Supplied material START

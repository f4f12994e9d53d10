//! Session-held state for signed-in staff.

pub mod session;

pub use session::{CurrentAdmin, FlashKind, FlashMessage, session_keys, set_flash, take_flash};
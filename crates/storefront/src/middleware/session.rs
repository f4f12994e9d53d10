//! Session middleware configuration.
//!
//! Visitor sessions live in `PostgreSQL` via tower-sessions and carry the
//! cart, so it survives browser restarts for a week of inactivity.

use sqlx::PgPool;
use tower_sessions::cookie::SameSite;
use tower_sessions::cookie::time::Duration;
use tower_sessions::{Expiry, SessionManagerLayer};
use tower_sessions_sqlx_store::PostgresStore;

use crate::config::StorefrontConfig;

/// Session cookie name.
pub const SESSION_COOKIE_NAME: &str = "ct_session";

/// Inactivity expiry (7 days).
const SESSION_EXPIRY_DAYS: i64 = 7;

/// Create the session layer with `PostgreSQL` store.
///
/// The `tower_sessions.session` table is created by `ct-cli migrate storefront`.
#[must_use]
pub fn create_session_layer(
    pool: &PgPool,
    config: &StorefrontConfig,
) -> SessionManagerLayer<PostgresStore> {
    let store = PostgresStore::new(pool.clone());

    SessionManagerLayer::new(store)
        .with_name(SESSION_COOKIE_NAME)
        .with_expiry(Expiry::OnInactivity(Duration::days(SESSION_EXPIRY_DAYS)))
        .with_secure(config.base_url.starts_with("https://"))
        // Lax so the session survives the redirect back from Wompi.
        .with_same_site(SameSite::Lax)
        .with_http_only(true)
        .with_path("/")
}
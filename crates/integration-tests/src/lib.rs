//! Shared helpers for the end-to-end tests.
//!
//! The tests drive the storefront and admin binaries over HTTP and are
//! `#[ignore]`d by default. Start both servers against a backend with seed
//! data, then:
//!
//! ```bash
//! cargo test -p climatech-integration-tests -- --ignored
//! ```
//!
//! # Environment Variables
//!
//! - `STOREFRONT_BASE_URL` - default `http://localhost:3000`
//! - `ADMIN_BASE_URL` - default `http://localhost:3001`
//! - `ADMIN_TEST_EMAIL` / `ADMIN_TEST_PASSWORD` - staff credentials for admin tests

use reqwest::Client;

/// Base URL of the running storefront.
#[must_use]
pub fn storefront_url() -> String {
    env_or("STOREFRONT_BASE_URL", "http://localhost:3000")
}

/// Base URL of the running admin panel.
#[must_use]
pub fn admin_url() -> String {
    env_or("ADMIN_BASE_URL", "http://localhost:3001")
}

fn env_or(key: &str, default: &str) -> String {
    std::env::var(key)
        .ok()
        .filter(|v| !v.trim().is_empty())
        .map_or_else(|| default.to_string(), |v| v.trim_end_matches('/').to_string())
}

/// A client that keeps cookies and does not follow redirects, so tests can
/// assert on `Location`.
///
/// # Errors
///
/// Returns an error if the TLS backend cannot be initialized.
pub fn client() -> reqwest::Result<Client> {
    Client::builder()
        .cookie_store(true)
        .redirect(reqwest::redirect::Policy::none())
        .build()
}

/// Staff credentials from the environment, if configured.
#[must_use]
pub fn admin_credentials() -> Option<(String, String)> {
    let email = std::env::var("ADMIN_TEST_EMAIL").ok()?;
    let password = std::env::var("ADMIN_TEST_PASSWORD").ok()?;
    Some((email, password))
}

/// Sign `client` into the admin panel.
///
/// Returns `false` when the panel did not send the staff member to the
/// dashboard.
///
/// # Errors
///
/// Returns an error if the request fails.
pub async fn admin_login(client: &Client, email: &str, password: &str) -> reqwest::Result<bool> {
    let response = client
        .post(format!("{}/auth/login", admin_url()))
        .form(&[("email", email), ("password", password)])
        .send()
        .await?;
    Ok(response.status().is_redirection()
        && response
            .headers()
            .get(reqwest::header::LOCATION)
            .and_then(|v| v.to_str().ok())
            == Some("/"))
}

Supplied material END

▶ _Problem details_: What you give back must match the records word for word.

▶ _Response to the task_:
repository f4f12994e9d53d10
//! Session-held state for signed-in staff.

pub mod session;

pub use session::{CurrentAdmin, FlashKind, FlashMessage, session_keys, set_flash, take_flash};
filename crates/storefront/src/middleware/session.rs
repository f4f12994e9d53d10
//! Session middleware configuration.
//!
//! Visitor sessions live in `PostgreSQL` via tower-sessions and carry the
//! cart, so it survives browser restarts for a week of inactivity.

use sqlx::PgPool;
use tower_sessions::cookie::SameSite;
use tower_sessions::cookie::time::Duration;
use tower_sessions::{Expiry, SessionManagerLayer};
use tower_sessions_sqlx_store::PostgresStore;

use crate::config::StorefrontConfig;

/// Session cookie name.
pub const SESSION_COOKIE_NAME: &str = "ct_session";

/// Inactivity expiry (7 days).
const SESSION_EXPIRY_DAYS: i64 = 7;

/// Create the session layer with `PostgreSQL` store.
///
/// The `tower_sessions.session` table is created by `ct-cli migrate storefront`.
#[must_use]
pub fn create_session_layer(
    pool: &PgPool,
    config: &StorefrontConfig,
) -> SessionManagerLayer<PostgresStore> {
    let store = PostgresStore::new(pool.clone());

    SessionManagerLayer::new(store)
        .with_name(SESSION_COOKIE_NAME)
        .with_expiry(Expiry::OnInactivity(Duration::days(SESSION_EXPIRY_DAYS)))
        .with_secure(config.base_url.starts_with("https://"))
        // Lax so the session survives the redirect back from Wompi.
        .with_same_site(SameSite::Lax)
        .with_http_only(true)
        .with_path("/")
}
filename crates/integration-tests/src/lib.rs
//! Shared helpers for the end-to-end tests.
//!
//! The tests drive the storefront and admin binaries over HTTP and are
//! `#[ignore]`d by default. Start both servers against a backend with seed
//! data, then:
//!
//! ```bash
//! cargo test -p climatech-integration-tests -- --ignored
//! ```
//!
//! # Environment Variables
//!
//! - `STOREFRONT_BASE_URL` - default `http://localhost:3000`
//! - `ADMIN_BASE_URL` - default `http://localhost:3001`
//! - `ADMIN_TEST_EMAIL` / `ADMIN_TEST_PASSWORD` - staff credentials for admin tests

use reqwest::Client;

/// Base URL of the running storefront.
#[must_use]
pub fn storefront_url() -> String {
    env_or("STOREFRONT_BASE_URL", "http://localhost:3000")
}

/// Base URL of the running admin panel.
#[must_use]
pub fn admin_url() -> String {
    env_or("ADMIN_BASE_URL", "http://localhost:3001")
}

fn env_or(key: &str, default: &str) -> String {
    std::env::var(key)
        .ok()
        .filter(|v| !v.trim().is_empty())
        .map_or_else(|| default.to_string(), |v| v.trim_end_matches('/').to_string())
}

/// A client that keeps cookies and does not follow redirects, so tests can
/// assert on `Location`.
///
/// # Errors
///
/// Returns an error if the TLS backend cannot be initialized.
pub fn client() -> reqwest::Result<Client> {
    Client::builder()
        .cookie_store(true)
        .redirect(reqwest::redirect::Policy::none())
        .build()
}

/// Staff credentials from the environment, if configured.
#[must_use]
pub fn admin_credentials() -> Option<(String, String)> {
    let email = std::env::var("ADMIN_TEST_EMAIL").ok()?;
    let password = std::env::var("ADMIN_TEST_PASSWORD").ok()?;
    Some((email, password))
}

/// Sign `client` into the admin panel.
///
/// Returns `false` when the panel did not send the staff member to the
/// dashboard.
///
/// # Errors
///
/// Returns an error if the request fails.
pub async fn admin_login(client: &Client, email: &str, password: &str) -> reqwest::Result<bool> {
    let response = client
        .post(format!("{}/auth/login", admin_url()))
        .form(&[("email", email), ("password", password)])
        .send()
        .await?;
    Ok(response.status().is_redirection()
        && response
            .headers()
            .get(reqwest::header::LOCATION)
            .and_then(|v| v.to_str().ok())
            == Some("/"))
}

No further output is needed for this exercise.